Re: (class=ham score=-4.96032) memmem.c improvement

[Tor Myklebust]

On Sat, 1 Dec 2007, Christian Thaeter wrote:

> Short story, 'memmem()' is a gnuish, nonstandard function. I wanted to 
> provide a generic fallback in some code. So, lets borrow it somewhere 
> else:
>
> First looking at git's compat/memmem.c which I found was suboptimal with 
> roughly O(M*N) performance (albeit ok for that case since it was just a 
> generic fallback).
>
> Well, second taking a look at glibc's source surprised me, there is the 
> same code as in git. I somewhat expected a faster implementation from a 
> generic C library.

I don't think anybody involved with glibc really feels like having 
strstr() (or memmem(), for that matter) go fast.  (The grounds I heard 
were that "applications requiring large searches are more likely to have 
own fast string search implementations.')

> That thought and done, the code is attached to this mail. The algorithm 
> is similar to the Rabin/Karp method for string searches but uses a 
> weaker and simpler additive rolling hash.

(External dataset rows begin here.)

//! Shared building blocks for the `neurosig` crates.
//!
//! Holds the crate-wide [`Error`] type and a small set of numpy-flavoured array helpers in
//! [`num_rs`].
#![no_std]
#![deny(missing_docs)]

extern crate alloc;

mod error;
pub mod num_rs;

pub use error::Error;

/// Result alias used throughout the workspace.
pub type Result<T> = core::result::Result<T, Error>;
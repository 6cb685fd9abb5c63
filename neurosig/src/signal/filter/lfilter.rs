use super::arraytools::{check_and_get_axis_dyn, map_lanes};
use crate::linalg::companion_checked_dyn;
use alloc::{format, vec, vec::Vec};
use nalgebra::{DMatrix, DVector, RealField};
use ndarray::{Array, ArrayBase, Data, Dimension};
use neurosig_core::{Error, Result};

/// `(y, zf)`: filtered samples and, when initial conditions were given, the final state.
pub type LFilterSliceResult<F> = (Vec<F>, Option<Vec<F>>);

/// Normalise `b`/`a` by `a[0]` and zero-pad both to a common length.
fn normalized_coeffs<F>(b: &[F], a: &[F]) -> Result<(Vec<F>, Vec<F>)>
where
    F: RealField + Copy,
{
    if b.is_empty() {
        return Err(Error::invalid_arg("b", "numerator coefficients are empty"));
    }
    let Some(a0) = a.first().copied() else {
        return Err(Error::invalid_arg(
            "a",
            "denominator coefficients are empty; use [1.0] for an FIR filter",
        ));
    };
    if a0 == F::zero() {
        return Err(Error::invalid_arg("a", "first element of a found to be zero"));
    }
    let n = a.len().max(b.len());
    let mut bn = vec![F::zero(); n];
    let mut an = vec![F::zero(); n];
    bn.iter_mut().zip(b).for_each(|(o, v)| *o = *v / a0);
    an.iter_mut().zip(a).for_each(|(o, v)| *o = *v / a0);
    Ok((bn, an))
}

/// Filter a 1D slice with the direct form II transposed difference equation.
///
/// ```text
/// a[0]*y[n] = b[0]*x[n] + b[1]*x[n-1] + ... + b[M]*x[n-M]
///                       - a[1]*y[n-1] - ... - a[N]*y[n-N]
/// ```
///
/// # Parameters
/// * `b`: numerator coefficients.
/// * `a`: denominator coefficients. Both are normalised by `a[0]`, which must be non-zero.
/// * `x`: samples to filter.
/// * `zi`: optional initial delay values of length `max(len(a), len(b)) - 1`. When `None`,
///   initial rest is assumed and no final state is returned.
///
/// # Returns
/// The filtered samples and the final delay values when `zi` was given.
///
/// ```
/// use neurosig::signal::filter::lfilter_checked_slice;
///
/// let (y, zf) = lfilter_checked_slice(&[5., 4., 1., 2.], &[1.], &[1., 2., 3., 4.], None).unwrap();
/// assert_eq!(y, vec![5., 14., 24., 36.]);
/// assert!(zf.is_none());
/// ```
pub fn lfilter_checked_slice<F>(
    b: &[F],
    a: &[F],
    x: &[F],
    zi: Option<&[F]>,
) -> Result<LFilterSliceResult<F>>
where
    F: RealField + Copy,
{
    let (b, a) = normalized_coeffs(b, a)?;
    let order = b.len() - 1;
    let mut z = match zi {
        Some(zi) if zi.len() != order => {
            return Err(Error::ConflictArg {
                reason: format!(
                    "zi holds {} initial conditions but the filter order is {order}",
                    zi.len()
                ),
            })
        }
        Some(zi) => zi.to_vec(),
        None => vec![F::zero(); order],
    };

    let mut y = Vec::with_capacity(x.len());
    for &xn in x {
        let yn = b[0] * xn + z.first().copied().unwrap_or_else(F::zero);
        for k in 0..order {
            let next = if k + 1 < order { z[k + 1] } else { F::zero() };
            z[k] = b[k + 1] * xn + next - a[k + 1] * yn;
        }
        y.push(yn);
    }
    Ok((y, zi.map(|_| z)))
}

/// Filter `x` along `axis` (default `0`) with an IIR or FIR filter, starting at rest.
///
/// Every 1D lane along `axis` is filtered independently with [lfilter_checked_slice]; the
/// input is left untouched and a new array of the same shape is returned.
pub fn lfilter<F, S, D>(
    b: &[F],
    a: &[F],
    x: &ArrayBase<S, D>,
    axis: Option<isize>,
) -> Result<Array<F, D>>
where
    F: RealField + Copy + Default,
    S: Data<Elem = F>,
    D: Dimension,
{
    let axis = check_and_get_axis_dyn(axis, x)?;
    normalized_coeffs(b, a)?;
    log::trace!("lfilter along axis {axis} of an array shaped {:?}", x.shape());
    map_lanes(x, axis, |lane| Ok(lfilter_checked_slice(b, a, lane, None)?.0))
}

/// Initial conditions for [lfilter_checked_slice] that correspond to the steady state of the
/// step response.
///
/// Solves `(I - companion(a).T) zi = b[1:] - a[1:] * b[0]` after normalising by `a[0]`. The
/// result has length `max(len(a), len(b)) - 1`.
///
/// ```
/// use neurosig::signal::filter::lfilter_zi_checked;
///
/// // b, a = butter(2, 0.5)
/// let b: [f64; 3] = [0.29289322, 0.58578644, 0.29289322];
/// let a = [1., 0., 0.17157288];
/// let zi = lfilter_zi_checked(&b, &a).unwrap();
/// assert!((zi[0] - 0.70710678).abs() < 1e-6);
/// assert!((zi[1] - 0.12132034).abs() < 1e-6);
/// ```
pub fn lfilter_zi_checked<F>(b: &[F], a: &[F]) -> Result<Vec<F>>
where
    F: RealField + Copy,
{
    let (b, a) = normalized_coeffs(b, a)?;
    let n = b.len();
    if n == 1 {
        return Ok(Vec::new());
    }

    let companion: DMatrix<F> = companion_checked_dyn(&a)?;
    let i_minus_a = DMatrix::<F>::identity(n - 1, n - 1) - companion.transpose();
    let rhs = DVector::<F>::from_iterator(n - 1, (1..n).map(|i| b[i] - a[i] * b[0]));
    let zi = i_minus_a.lu().solve(&rhs).ok_or_else(|| {
        Error::invalid_arg(
            "a",
            format!("I - A is singular (the filter has a pole at z = 1); a = {a:?}"),
        )
    })?;
    Ok(zi.iter().copied().collect())
}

There are rolling hashes based on arithmetic in fields of order 2^k. 
These can typically be computed using a bunch of bit-shifts and additions; 
have you tried using one?  There are lots of irreducible polynomials over 
Z_2 of degree k, so you can even fall back to a different one every few 
false positives.

> The result is still somewhat like O(M+N) for most cases

I don't think you get linear performance in the average case.  (But I do 
think you shave a factor of 256 off of the quadratic term.  The same 
algorithm, where your hash function is the population count, gives a 
collision between two random strings of length m with probability 
sum_(i=0)^m (m choose i)^2 / 4^m, which grows like sqrt(m).  Your 
algorithm helps this by a factor of 256.)

> (There may be corner cases where it not that good, but its really hard 
> to imagine those).

The needle "1100110011001100...1100" and the haystack 
"10101010101010...10" will produce quite a few false matches with your 
hash function (simply because every substring of the haystack of the 
appropriate length has the same hash as your needle).  (Making the needle 
"1010101010...101100" makes it even worse.)

> Anyways, it is always faster than the current implementation,

Try the example above.  (Your code also needs a "return NULL;" at the end, 
by the way.)

> in my tests with common data (parsing multipart/form-data cgi responses) 
> it yields approx 20%-100% improvements and with little artificial 
> cheating (having strings in haystack which only differ at the last char 
> of needle) the improvements are much better (500%, since is another 
> complexity class). The fact is that the old implementation does a brute 
> force search which has corner cases which are quite easy to hit 
> (repeating symbol sequences, small set of possible symbols) while for my 
> implementation the corner cases are much more rare and even then, it 
> will still perform better than the old implementation.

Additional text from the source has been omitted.